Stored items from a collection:
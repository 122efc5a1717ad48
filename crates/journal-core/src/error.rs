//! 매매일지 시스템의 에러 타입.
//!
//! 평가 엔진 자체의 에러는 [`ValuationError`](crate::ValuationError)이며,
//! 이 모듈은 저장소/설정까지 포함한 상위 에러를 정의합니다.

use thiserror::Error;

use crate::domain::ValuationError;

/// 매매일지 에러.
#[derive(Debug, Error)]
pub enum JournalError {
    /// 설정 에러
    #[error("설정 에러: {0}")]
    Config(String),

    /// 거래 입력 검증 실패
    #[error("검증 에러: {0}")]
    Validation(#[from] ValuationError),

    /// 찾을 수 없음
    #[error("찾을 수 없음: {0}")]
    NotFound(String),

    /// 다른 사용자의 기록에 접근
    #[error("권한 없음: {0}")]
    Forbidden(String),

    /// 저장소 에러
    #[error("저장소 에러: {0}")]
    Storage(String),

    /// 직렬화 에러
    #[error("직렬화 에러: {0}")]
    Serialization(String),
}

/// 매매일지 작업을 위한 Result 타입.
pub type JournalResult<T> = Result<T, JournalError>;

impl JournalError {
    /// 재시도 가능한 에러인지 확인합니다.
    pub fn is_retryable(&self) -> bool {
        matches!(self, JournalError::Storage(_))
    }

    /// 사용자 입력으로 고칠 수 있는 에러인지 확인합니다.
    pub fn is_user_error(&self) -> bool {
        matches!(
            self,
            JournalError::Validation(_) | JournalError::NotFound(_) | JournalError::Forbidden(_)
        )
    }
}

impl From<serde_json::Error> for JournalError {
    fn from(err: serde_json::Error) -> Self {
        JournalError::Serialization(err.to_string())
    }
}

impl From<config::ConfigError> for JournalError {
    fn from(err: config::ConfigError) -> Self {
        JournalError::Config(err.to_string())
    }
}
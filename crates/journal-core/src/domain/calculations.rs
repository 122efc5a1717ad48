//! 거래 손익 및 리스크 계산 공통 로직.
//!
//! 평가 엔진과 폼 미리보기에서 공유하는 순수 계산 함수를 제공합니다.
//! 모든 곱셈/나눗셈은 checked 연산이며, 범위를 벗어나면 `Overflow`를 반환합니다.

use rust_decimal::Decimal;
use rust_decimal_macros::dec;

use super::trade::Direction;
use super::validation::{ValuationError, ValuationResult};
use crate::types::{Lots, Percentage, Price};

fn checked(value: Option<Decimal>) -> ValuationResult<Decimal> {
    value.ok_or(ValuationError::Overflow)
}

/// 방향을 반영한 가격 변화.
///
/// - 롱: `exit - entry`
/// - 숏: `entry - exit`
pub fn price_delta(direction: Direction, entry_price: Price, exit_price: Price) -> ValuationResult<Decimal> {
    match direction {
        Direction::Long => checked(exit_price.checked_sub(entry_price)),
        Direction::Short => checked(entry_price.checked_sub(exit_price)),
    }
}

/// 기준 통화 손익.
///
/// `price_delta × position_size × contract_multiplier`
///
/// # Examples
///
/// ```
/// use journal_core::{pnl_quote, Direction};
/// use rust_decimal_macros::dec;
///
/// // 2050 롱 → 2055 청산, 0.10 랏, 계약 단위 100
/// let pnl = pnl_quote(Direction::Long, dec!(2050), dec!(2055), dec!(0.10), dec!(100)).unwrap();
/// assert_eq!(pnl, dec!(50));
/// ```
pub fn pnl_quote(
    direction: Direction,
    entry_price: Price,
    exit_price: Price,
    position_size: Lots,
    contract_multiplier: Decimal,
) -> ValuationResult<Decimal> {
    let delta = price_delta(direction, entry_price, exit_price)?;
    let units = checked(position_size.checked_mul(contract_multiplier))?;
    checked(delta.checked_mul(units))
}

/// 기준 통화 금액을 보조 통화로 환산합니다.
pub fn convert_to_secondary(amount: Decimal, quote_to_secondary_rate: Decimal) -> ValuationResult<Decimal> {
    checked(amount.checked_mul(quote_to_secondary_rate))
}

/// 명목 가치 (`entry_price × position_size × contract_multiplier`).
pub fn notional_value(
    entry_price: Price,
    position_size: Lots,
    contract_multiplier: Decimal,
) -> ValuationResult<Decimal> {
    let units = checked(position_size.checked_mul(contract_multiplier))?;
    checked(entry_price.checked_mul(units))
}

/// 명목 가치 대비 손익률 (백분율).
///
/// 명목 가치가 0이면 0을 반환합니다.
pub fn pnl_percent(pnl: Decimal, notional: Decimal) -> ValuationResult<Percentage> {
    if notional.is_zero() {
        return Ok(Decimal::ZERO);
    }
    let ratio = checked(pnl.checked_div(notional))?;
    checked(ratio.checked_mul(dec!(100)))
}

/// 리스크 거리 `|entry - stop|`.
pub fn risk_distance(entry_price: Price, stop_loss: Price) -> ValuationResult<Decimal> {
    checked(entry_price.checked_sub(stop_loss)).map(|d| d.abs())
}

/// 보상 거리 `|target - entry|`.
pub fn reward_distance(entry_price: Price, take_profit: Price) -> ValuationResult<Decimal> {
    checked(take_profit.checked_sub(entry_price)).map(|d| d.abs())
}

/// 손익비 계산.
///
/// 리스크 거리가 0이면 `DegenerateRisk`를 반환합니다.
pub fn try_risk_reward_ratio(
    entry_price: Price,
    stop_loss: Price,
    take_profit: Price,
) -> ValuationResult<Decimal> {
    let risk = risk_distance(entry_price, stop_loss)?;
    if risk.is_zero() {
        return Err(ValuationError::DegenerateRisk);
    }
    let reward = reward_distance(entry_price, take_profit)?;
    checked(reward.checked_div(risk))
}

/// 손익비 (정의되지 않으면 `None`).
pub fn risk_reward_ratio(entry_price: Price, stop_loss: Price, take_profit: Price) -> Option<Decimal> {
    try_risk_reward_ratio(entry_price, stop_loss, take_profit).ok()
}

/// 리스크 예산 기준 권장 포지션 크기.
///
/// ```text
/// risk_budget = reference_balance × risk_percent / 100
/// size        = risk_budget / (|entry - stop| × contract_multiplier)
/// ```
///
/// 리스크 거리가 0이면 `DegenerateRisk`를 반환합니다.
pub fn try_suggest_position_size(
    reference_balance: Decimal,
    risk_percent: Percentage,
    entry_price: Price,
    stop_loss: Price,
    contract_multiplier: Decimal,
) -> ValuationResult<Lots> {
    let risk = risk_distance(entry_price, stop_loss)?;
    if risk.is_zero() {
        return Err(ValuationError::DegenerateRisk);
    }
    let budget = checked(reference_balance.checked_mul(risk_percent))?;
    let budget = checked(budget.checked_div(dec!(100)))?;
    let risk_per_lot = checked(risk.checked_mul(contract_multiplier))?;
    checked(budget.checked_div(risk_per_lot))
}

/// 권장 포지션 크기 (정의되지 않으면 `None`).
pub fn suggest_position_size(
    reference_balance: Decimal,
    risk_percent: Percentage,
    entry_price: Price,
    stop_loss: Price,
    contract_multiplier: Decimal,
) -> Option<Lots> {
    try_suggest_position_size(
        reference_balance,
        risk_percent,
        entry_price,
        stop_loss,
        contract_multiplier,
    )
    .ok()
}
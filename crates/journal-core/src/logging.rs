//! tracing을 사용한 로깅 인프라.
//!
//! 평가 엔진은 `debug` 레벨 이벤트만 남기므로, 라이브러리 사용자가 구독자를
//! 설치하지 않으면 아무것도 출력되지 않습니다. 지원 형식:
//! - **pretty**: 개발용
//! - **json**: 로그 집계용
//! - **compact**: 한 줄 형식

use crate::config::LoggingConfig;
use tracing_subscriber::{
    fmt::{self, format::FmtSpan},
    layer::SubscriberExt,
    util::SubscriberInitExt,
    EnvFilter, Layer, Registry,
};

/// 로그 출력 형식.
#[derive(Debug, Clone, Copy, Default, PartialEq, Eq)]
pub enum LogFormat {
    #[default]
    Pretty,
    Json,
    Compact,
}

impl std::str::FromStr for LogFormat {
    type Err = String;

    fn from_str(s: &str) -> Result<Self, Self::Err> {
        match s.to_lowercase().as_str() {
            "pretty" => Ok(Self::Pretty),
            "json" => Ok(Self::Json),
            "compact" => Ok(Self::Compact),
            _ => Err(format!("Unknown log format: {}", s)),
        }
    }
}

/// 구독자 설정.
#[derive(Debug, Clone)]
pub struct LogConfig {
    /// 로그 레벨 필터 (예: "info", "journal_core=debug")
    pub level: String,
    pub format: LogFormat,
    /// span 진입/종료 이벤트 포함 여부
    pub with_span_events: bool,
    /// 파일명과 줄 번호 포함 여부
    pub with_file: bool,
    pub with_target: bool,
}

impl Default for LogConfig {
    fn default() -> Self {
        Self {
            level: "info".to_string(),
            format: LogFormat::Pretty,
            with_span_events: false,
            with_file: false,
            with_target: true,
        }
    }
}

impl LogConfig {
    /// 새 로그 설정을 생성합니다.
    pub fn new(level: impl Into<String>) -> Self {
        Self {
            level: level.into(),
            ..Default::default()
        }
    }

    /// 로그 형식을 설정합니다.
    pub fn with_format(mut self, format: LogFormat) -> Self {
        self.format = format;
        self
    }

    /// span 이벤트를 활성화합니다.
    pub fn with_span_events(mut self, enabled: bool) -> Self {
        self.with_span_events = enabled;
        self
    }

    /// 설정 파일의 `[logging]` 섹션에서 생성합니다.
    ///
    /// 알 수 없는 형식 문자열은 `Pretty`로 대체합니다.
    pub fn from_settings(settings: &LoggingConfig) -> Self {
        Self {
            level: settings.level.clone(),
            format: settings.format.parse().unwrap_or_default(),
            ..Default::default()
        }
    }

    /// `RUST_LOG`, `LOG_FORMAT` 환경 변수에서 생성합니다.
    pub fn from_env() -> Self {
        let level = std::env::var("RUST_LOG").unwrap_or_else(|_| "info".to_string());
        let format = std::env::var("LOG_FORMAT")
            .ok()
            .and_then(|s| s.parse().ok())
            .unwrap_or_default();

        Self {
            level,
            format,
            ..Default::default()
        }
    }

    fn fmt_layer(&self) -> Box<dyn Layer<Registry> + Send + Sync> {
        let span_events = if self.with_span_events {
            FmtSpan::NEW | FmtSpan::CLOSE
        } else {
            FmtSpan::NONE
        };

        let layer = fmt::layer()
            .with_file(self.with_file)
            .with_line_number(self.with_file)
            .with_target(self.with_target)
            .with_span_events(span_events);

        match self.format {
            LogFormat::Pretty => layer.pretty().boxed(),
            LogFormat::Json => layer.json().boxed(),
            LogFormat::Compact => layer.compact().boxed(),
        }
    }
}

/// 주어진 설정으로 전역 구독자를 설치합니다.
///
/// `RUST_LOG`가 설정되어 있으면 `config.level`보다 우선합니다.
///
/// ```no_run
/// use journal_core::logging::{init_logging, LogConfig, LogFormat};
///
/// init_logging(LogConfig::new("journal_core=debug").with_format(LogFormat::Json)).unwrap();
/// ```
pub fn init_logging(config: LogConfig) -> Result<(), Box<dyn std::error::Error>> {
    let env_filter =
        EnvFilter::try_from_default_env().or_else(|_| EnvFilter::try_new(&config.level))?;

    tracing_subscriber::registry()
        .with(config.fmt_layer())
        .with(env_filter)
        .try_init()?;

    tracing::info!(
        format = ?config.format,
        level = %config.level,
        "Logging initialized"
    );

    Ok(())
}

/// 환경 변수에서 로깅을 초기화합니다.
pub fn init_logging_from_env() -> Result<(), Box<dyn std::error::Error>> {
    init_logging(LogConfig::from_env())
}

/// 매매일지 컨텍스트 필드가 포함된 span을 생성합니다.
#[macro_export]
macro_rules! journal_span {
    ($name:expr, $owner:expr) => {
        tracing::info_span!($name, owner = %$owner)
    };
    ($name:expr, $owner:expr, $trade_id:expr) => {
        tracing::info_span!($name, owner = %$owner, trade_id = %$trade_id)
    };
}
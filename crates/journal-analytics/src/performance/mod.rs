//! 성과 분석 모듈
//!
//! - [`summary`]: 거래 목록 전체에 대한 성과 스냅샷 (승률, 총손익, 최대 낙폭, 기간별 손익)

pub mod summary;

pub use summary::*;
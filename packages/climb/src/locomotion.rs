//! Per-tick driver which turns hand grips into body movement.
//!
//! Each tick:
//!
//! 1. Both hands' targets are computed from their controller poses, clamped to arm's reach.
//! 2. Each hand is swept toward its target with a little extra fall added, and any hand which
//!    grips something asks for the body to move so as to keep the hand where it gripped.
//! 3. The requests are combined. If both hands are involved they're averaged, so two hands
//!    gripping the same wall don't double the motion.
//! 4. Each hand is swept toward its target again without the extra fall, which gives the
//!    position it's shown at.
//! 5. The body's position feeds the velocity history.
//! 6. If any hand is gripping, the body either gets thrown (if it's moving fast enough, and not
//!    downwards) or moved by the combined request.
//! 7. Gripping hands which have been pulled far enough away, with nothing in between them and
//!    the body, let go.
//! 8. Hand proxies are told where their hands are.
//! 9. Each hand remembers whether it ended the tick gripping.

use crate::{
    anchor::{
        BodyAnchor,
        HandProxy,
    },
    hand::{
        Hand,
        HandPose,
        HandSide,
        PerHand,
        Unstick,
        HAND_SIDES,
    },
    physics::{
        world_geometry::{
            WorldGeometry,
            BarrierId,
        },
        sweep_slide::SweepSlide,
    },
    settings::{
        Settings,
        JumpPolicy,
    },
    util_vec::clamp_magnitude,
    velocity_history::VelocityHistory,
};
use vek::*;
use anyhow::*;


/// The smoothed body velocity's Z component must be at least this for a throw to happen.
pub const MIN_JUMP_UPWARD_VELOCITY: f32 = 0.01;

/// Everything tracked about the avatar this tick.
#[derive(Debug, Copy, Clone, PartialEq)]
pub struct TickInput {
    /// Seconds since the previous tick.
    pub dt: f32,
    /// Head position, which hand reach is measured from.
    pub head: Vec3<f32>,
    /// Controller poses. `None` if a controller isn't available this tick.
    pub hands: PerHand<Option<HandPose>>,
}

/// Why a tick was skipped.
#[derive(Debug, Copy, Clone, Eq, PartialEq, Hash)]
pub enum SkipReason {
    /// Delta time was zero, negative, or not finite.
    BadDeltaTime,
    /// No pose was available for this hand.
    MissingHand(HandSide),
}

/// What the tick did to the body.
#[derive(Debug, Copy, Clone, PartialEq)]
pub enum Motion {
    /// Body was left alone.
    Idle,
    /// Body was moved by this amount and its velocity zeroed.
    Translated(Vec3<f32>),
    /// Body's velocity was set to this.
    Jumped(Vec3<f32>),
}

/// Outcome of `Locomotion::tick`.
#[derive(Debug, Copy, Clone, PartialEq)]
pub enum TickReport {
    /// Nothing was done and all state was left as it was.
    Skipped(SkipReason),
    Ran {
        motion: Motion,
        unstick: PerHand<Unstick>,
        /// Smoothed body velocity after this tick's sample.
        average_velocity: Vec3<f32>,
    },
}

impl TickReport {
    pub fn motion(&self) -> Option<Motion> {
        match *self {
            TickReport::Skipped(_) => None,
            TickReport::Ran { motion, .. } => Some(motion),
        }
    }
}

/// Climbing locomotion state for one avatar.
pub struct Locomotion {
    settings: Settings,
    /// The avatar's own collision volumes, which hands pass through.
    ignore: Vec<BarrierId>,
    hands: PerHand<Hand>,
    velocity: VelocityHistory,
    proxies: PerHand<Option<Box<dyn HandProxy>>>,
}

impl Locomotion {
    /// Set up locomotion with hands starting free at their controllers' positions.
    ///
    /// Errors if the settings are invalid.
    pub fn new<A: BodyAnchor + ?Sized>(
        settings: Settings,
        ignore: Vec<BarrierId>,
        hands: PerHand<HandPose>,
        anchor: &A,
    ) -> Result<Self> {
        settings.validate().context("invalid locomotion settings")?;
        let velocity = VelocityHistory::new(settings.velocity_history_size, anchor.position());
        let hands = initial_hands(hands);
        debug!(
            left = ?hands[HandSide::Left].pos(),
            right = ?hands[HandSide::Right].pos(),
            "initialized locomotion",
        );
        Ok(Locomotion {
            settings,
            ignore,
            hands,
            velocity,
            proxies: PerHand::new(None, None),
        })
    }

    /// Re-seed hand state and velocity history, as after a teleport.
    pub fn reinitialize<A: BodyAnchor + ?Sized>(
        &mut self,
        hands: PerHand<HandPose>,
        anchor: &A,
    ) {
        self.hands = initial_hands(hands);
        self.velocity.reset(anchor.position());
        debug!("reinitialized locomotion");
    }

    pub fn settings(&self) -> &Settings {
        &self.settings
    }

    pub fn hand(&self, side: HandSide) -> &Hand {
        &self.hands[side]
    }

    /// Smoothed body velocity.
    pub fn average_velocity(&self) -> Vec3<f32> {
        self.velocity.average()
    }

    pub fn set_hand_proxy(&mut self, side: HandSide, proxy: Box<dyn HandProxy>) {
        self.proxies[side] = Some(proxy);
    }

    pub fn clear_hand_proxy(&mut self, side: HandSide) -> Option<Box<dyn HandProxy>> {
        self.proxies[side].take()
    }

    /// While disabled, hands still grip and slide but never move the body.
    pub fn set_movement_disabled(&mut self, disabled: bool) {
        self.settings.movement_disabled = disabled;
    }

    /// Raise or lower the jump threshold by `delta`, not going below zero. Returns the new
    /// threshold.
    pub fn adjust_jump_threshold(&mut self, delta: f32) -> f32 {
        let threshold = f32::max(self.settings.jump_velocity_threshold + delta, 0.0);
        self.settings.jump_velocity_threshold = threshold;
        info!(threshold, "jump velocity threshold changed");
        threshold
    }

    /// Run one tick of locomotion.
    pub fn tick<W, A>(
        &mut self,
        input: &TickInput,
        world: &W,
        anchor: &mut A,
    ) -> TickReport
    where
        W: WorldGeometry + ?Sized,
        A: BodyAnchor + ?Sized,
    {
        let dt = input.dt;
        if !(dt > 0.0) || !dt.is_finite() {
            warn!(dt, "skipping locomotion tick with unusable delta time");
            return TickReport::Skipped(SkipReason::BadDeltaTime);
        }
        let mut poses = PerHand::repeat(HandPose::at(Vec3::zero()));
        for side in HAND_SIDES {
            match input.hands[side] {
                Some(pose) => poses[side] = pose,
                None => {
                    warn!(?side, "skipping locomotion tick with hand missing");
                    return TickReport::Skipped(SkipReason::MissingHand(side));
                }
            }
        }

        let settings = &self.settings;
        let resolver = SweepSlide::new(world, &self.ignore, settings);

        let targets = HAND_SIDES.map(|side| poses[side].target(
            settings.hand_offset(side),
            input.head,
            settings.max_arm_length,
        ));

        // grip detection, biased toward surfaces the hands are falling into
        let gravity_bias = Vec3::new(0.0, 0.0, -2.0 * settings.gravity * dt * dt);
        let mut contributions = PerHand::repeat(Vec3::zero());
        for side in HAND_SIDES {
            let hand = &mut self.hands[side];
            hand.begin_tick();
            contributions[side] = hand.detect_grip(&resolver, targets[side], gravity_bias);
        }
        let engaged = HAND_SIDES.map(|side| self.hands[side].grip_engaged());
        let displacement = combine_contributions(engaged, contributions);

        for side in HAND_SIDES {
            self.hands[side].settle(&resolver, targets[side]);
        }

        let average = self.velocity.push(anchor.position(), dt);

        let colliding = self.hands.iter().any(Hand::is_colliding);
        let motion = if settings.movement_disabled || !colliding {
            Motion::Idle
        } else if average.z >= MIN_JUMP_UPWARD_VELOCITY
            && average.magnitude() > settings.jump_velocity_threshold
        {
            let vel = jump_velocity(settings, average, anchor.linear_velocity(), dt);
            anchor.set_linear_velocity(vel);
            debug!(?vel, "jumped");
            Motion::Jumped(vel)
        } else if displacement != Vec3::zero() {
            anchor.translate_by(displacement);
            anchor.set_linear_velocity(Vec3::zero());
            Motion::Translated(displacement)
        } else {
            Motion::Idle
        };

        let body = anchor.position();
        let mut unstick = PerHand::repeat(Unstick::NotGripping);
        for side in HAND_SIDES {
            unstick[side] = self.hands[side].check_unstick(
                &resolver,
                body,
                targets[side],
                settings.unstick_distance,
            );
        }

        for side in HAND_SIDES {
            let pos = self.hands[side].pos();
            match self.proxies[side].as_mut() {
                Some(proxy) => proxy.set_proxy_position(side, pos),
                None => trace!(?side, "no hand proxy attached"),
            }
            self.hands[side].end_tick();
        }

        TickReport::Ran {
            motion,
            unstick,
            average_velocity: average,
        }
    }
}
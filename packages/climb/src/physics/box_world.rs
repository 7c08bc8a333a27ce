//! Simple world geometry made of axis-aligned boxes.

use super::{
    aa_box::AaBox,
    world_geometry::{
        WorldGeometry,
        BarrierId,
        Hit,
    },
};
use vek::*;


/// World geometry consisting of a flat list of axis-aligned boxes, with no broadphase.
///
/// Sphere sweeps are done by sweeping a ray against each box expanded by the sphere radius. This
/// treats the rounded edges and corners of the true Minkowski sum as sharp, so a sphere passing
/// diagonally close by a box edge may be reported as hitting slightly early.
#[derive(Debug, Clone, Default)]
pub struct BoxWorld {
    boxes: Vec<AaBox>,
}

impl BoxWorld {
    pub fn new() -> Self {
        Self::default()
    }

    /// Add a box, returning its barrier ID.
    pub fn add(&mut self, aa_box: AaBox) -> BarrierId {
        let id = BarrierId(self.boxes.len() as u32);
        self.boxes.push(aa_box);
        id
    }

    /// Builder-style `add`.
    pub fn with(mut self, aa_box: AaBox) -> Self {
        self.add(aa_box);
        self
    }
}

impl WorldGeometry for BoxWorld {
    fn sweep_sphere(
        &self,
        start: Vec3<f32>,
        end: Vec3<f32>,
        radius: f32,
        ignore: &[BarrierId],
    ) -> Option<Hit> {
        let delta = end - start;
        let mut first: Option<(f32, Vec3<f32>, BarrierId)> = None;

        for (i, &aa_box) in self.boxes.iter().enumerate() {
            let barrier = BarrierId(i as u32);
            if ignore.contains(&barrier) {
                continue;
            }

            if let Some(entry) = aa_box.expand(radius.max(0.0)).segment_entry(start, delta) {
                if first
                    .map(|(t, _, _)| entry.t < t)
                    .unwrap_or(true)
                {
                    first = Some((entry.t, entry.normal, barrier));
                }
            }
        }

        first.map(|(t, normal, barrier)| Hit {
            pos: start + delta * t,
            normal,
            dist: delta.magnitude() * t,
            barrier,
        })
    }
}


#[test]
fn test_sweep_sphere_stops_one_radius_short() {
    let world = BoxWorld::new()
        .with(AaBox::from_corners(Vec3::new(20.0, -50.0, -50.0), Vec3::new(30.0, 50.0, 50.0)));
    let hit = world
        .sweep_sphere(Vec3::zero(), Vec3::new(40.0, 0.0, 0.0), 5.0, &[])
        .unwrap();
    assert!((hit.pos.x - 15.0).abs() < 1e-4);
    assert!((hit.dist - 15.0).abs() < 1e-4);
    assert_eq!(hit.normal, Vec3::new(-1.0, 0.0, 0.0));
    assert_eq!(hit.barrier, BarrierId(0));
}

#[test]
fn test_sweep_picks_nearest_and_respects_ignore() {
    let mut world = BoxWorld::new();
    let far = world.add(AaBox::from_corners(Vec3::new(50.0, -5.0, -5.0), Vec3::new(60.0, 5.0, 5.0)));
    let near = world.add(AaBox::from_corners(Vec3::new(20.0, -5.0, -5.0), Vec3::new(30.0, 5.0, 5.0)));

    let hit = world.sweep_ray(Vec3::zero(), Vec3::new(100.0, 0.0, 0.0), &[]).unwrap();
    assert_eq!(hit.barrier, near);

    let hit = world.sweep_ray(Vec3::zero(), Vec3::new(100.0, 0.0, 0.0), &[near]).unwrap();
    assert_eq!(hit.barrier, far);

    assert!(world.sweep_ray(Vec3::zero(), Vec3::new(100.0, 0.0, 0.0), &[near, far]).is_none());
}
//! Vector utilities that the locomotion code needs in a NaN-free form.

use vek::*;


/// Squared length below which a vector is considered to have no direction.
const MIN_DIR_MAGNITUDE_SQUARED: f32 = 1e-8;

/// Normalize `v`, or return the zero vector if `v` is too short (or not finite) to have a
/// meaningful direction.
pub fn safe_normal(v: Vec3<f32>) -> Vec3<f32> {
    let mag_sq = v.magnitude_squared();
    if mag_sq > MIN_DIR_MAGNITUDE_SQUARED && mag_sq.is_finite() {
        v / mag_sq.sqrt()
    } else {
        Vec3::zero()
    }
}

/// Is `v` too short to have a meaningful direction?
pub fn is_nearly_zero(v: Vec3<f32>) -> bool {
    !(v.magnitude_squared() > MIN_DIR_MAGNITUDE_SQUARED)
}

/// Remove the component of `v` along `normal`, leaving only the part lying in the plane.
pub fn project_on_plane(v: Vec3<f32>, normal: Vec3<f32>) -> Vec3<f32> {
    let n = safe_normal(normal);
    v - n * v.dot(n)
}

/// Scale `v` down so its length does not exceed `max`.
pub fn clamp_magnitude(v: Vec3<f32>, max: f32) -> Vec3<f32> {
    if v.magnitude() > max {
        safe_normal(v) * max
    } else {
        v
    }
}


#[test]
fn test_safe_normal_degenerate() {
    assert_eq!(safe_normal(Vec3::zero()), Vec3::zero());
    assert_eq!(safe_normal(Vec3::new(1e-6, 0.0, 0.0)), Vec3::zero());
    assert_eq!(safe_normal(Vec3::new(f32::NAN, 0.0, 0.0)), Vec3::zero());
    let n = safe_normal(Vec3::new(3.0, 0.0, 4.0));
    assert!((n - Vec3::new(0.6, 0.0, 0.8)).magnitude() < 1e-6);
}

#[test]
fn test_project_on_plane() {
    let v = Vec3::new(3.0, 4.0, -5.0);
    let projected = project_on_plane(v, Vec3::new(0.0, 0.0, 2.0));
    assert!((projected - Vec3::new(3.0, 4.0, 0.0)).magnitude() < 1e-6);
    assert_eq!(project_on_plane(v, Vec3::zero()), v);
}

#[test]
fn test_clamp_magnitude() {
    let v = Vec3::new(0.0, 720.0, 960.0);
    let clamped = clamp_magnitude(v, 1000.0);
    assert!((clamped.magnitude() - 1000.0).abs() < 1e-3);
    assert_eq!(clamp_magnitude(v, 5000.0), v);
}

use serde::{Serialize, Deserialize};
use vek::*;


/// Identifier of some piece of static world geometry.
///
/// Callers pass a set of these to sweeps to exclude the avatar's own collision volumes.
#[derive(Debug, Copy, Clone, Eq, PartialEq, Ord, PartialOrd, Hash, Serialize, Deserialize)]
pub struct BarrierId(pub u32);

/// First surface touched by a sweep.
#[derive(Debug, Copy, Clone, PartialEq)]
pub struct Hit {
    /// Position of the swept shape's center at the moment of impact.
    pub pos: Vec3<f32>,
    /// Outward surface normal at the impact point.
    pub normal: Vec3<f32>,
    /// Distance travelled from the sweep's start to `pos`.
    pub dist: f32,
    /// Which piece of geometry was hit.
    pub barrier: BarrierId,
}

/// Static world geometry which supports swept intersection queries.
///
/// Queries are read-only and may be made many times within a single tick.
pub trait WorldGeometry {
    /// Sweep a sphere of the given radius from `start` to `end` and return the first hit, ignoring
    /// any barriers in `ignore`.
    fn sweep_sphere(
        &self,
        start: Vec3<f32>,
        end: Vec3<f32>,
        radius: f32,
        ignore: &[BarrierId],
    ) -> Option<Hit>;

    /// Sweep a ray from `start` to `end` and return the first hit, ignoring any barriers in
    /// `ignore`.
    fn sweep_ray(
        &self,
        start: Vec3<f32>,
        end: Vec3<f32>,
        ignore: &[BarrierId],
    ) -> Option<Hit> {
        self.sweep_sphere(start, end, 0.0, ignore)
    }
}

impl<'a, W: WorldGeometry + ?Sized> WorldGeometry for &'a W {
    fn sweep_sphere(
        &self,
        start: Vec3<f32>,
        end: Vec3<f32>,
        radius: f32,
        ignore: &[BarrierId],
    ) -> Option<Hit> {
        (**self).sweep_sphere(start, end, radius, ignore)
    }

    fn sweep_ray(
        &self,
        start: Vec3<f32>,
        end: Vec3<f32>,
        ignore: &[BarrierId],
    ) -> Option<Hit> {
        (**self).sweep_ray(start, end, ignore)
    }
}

## EXERCISE PROMPT
In the entries above, find the line holding "FmtSpan::NEW | FmtSpan::CLOSE" and the line holding "변수에서 로깅을 초기화합니다.", then retype exactly those two lines and every line between them, and nothing else.

## RESULT FOR THIS EXERCISE
            FmtSpan::NEW | FmtSpan::CLOSE
        } else {
            FmtSpan::NONE
        };

        let layer = fmt::layer()
            .with_file(self.with_file)
            .with_line_number(self.with_file)
            .with_target(self.with_target)
            .with_span_events(span_events);

        match self.format {
            LogFormat::Pretty => layer.pretty().boxed(),
            LogFormat::Json => layer.json().boxed(),
            LogFormat::Compact => layer.compact().boxed(),
        }
    }
}

/// 주어진 설정으로 전역 구독자를 설치합니다.
///
/// `RUST_LOG`가 설정되어 있으면 `config.level`보다 우선합니다.
///
/// ```no_run
/// use journal_core::logging::{init_logging, LogConfig, LogFormat};
///
/// init_logging(LogConfig::new("journal_core=debug").with_format(LogFormat::Json)).unwrap();
/// ```
pub fn init_logging(config: LogConfig) -> Result<(), Box<dyn std::error::Error>> {
    let env_filter =
        EnvFilter::try_from_default_env().or_else(|_| EnvFilter::try_new(&config.level))?;

    tracing_subscriber::registry()
        .with(config.fmt_layer())
        .with(env_filter)
        .try_init()?;

    tracing::info!(
        format = ?config.format,
        level = %config.level,
        "Logging initialized"
    );

    Ok(())
}

/// 환경 변수에서 로깅을 초기화합니다.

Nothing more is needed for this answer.